Installing and Importing Data in Pandas

Transcript

Welcome back to our chapter on Pandas. Last time, we talked about the importance of using Pandas. Now, let's begin talking about what needs to be done to make sure Pandas are correctly setup on your computer and on your file The first step is we need to go into our terminal for Mac users and Command Line for Windows users and enter in a command. The command we need to enter is “pip install pandas” or sometimes when they doesn't work we can also try “pip3 install pandas”. What this does is brings the pandas library onto your computer. This only needs to be done the first time that you use the library. Now, we also need to include one line in our actual code itself to bring it into the file. At the top when we include the list of imports, we need to include a line that says “import pandas as pd”. We include the part that says as pd so that instead of having to type out pandas every time we can simply say pd. Pd is what is commonly used but in reality any thing can be used their. There are four main types of files that can be used to load data from.

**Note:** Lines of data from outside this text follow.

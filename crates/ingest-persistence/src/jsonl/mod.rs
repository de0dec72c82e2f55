//! JSON Lines sink and event store.
//!
//! Snapshot files are written to a temporary sibling and renamed into place,
//! so a reader never sees a half-written `entities.jsonl`. The event log is
//! append-only; `seq` is per run and recovered from the file on open.

use std::collections::HashMap;
use std::fs::{self, File, OpenOptions};
use std::io::{BufRead, BufReader, BufWriter, Write};
use std::path::{Path, PathBuf};
use std::time::Duration;

use chrono::Utc;
use ingest_core::{CoreResult, EventStore, GraphSink, GraphSnapshot, RunEvent, RunEventKind};
use log::{debug, error, info, warn};
use serde::de::DeserializeOwned;
use serde::Serialize;
use uuid::Uuid;

use crate::config::SinkConfig;
use crate::error::PersistenceError;

pub const ENTITIES_FILE: &str = "entities.jsonl";
pub const RELATIONSHIPS_FILE: &str = "relationships.jsonl";
pub const MAPPED_RELATIONSHIPS_FILE: &str = "mapped_relationships.jsonl";

fn is_retryable(e: &PersistenceError) -> bool {
    matches!(e, PersistenceError::TransientIo(_))
}

/// Retries `f` on transient IO errors, up to `retries` extra attempts with a
/// 15ms, 30ms, 45ms... backoff.
fn with_retry<F, T>(retries: u32, mut f: F) -> Result<T, PersistenceError>
    where F: FnMut() -> Result<T, PersistenceError>
{
    let mut attempts = 0;
    loop {
        match f() {
            Err(e) if is_retryable(&e) && attempts < retries => {
                let delay_ms = 15 * u64::from(attempts + 1);
                warn!("retryable error (attempt {}): {:?} -> sleeping {}ms", attempts + 1, e, delay_ms);
                std::thread::sleep(Duration::from_millis(delay_ms));
                attempts += 1;
            }
            r => return r,
        }
    }
}

/// Writes one JSON document per line to `path`, replacing it atomically.
fn write_lines<'a, T, I>(path: &Path, records: I) -> Result<usize, PersistenceError>
    where T: Serialize + 'a,
          I: IntoIterator<Item = &'a T>
{
    let tmp = path.with_extension("jsonl.tmp");
    let mut writer = BufWriter::new(File::create(&tmp)?);
    let mut count = 0;
    for record in records {
        serde_json::to_writer(&mut writer, record)?;
        writer.write_all(b"\n")?;
        count += 1;
    }
    writer.flush()?;
    fs::rename(&tmp, path)?;
    Ok(count)
}

/// Reads a JSON Lines file back. Blank lines are ignored; a line that does
/// not decode is reported with its position.
pub fn read_lines<T: DeserializeOwned>(path: &Path) -> Result<Vec<T>, PersistenceError> {
    let reader = BufReader::new(File::open(path)?);
    let mut out = Vec::new();
    for (idx, line) in reader.lines().enumerate() {
        let line = line?;
        if line.trim().is_empty() {
            continue;
        }
        let record = serde_json::from_str(&line).map_err(|e| PersistenceError::Corrupt { path: path.display()
                                                                                                     .to_string(),
                                                                                          line: idx + 1,
                                                                                          reason: e.to_string() })?;
        out.push(record);
    }
    Ok(out)
}

/// Publishes each snapshot under `<output_dir>/<run_id>/`.
#[derive(Debug, Clone)]
pub struct JsonlGraphSink {
    config: SinkConfig,
}

impl JsonlGraphSink {
    pub fn new(config: SinkConfig) -> Self {
        Self { config }
    }

    pub fn run_dir(&self, run_id: Uuid) -> PathBuf {
        self.config.output_dir.join(run_id.to_string())
    }

    fn write_snapshot(&self, snapshot: &GraphSnapshot) -> Result<(), PersistenceError> {
        let dir = self.run_dir(snapshot.run_id);
        let retries = self.config.write_retries;
        with_retry(retries, || fs::create_dir_all(&dir).map_err(PersistenceError::from))?;

        let entities = with_retry(retries, || {
                           write_lines(&dir.join(ENTITIES_FILE),
                                       snapshot.entities.iter().chain(snapshot.mapped_targets.iter()))
                       })?;
        let relationships =
            with_retry(retries, || write_lines(&dir.join(RELATIONSHIPS_FILE), snapshot.all_relationships()))?;
        let mapped = with_retry(retries, || {
                         write_lines(&dir.join(MAPPED_RELATIONSHIPS_FILE), snapshot.mapped_relationships.iter())
                     })?;
        info!("publish:done run_id={} dir={} entities={entities} relationships={relationships} mapped={mapped}",
              snapshot.run_id,
              dir.display());
        Ok(())
    }
}

impl GraphSink for JsonlGraphSink {
    fn publish(&mut self, snapshot: &GraphSnapshot) -> CoreResult<()> {
        debug!("publish:start run_id={}", snapshot.run_id);
        self.write_snapshot(snapshot).map_err(|e| {
                                         error!("publish:error run_id={} err={:?}", snapshot.run_id, e);
                                         e.into()
                                     })
    }
}

/// Append-only event log shared by every run, one `RunEvent` per line.
#[derive(Debug)]
pub struct JsonlEventStore {
    path: PathBuf,
    retries: u32,
    next_seq: HashMap<Uuid, u64>,
}

impl JsonlEventStore {
    /// Opens (or creates) the log at `path`, recovering the next `seq` of
    /// every run already recorded.
    pub fn open(path: impl Into<PathBuf>, retries: u32) -> Result<Self, PersistenceError> {
        let path = path.into();
        if let Some(parent) = path.parent().filter(|p| !p.as_os_str().is_empty()) {
            fs::create_dir_all(parent)?;
        }
        let mut next_seq = HashMap::new();
        if path.exists() {
            for ev in read_lines::<RunEvent>(&path)? {
                let next = next_seq.entry(ev.run_id).or_insert(0);
                *next = (*next).max(ev.seq + 1);
            }
        }
        debug!("event_log:open path={} runs={}", path.display(), next_seq.len());
        Ok(Self { path, retries, next_seq })
    }

    pub fn from_config(config: &SinkConfig) -> Result<Self, PersistenceError> {
        Self::open(config.event_log_path(), config.write_retries)
    }

    pub fn path(&self) -> &Path {
        &self.path
    }

    fn append_line(&self, event: &RunEvent) -> Result<(), PersistenceError> {
        let mut line = serde_json::to_vec(event)?;
        line.push(b'\n');
        with_retry(self.retries, || {
            let mut file = OpenOptions::new().create(true).append(true).open(&self.path)?;
            file.write_all(&line)?;
            Ok(())
        })
    }
}

impl EventStore for JsonlEventStore {
    fn append_kind(&mut self, run_id: Uuid, kind: RunEventKind) -> CoreResult<RunEvent> {
        let seq = self.next_seq.get(&run_id).copied().unwrap_or(0);
        let event = RunEvent { seq,
                               run_id,
                               kind,
                               ts: Utc::now() };
        self.append_line(&event).map_err(|e| {
                                    error!("append_kind:error run_id={run_id} seq={seq} err={:?}", e);
                                    e
                                })?;
        self.next_seq.insert(run_id, seq + 1);
        Ok(event)
    }

    fn list(&self, run_id: Uuid) -> CoreResult<Vec<RunEvent>> {
        if !self.path.exists() {
            return Ok(Vec::new());
        }
        let mut events: Vec<RunEvent> =
            read_lines::<RunEvent>(&self.path)?.into_iter().filter(|e| e.run_id == run_id).collect();
        events.sort_by_key(|e| e.seq);
        debug!("list:done run_id={run_id} count={}", events.len());
        Ok(events)
    }
}

#[cfg(test)]
mod tests {
    use std::cell::Cell;
    use std::io;

    use super::*;

    #[test]
    fn retry_stops_after_transient_errors_clear() {
        let calls = Cell::new(0);
        let result = with_retry(3, || {
            calls.set(calls.get() + 1);
            if calls.get() < 3 {
                Err(io::Error::new(io::ErrorKind::Interrupted, "eintr").into())
            } else {
                Ok(calls.get())
            }
        });
        assert_eq!(result.unwrap(), 3);
    }

    #[test]
    fn retry_gives_up_on_permanent_errors() {
        let calls = Cell::new(0);
        let result: Result<(), _> = with_retry(3, || {
            calls.set(calls.get() + 1);
            Err(io::Error::new(io::ErrorKind::NotFound, "gone").into())
        });
        assert!(matches!(result, Err(PersistenceError::Io(_))));
        assert_eq!(calls.get(), 1);
    }

    #[test]
    fn retry_budget_is_bounded() {
        let calls = Cell::new(0);
        let result: Result<(), _> = with_retry(2, || {
            calls.set(calls.get() + 1);
            Err(io::Error::new(io::ErrorKind::WouldBlock, "busy").into())
        });
        assert!(matches!(result, Err(PersistenceError::TransientIo(_))));
        assert_eq!(calls.get(), 3);
    }
}
use ingest_core::{CoreResult, StepDescriptor};

use super::SnykStepContext;
use crate::client::SnykContext;
use crate::constants::{entities, set_data_keys, step_ids};
use crate::converters::create_account_entity;

fn fetch_account(ctx: &SnykStepContext<'_>) -> CoreResult<()> {
    let account = ctx.add_entity(create_account_entity(&ctx.client().config.group_id)?)?;
    ctx.set_entity_slot(set_data_keys::ACCOUNT_ENTITY, account);
    Ok(())
}

pub fn step() -> StepDescriptor<SnykContext> {
    StepDescriptor::new(step_ids::FETCH_ACCOUNT, "Fetch Account", fetch_account).with_entities(&[entities::ACCOUNT])
}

They can come from CSV files, Excel files, JSON Files or SQL Database files. Regardless of which of these the data is coming from they can be imported into the data frame using a similar command. CSV files can have their data extracted into a data frame using “df = pd. read_csv(“filestring”). Excel files use df = read_excel(“filestring), JSON files use read_json(), and SQL databse files use df = read_sql(“filestring”). Additionally, users can populate a Python dictionary and turn a dictionary into a data frame using df = pd.Dataframe(dictName) Once our data has been put into a database format, we can then begin the process of cleanup and analysis. We will begin going over this next time.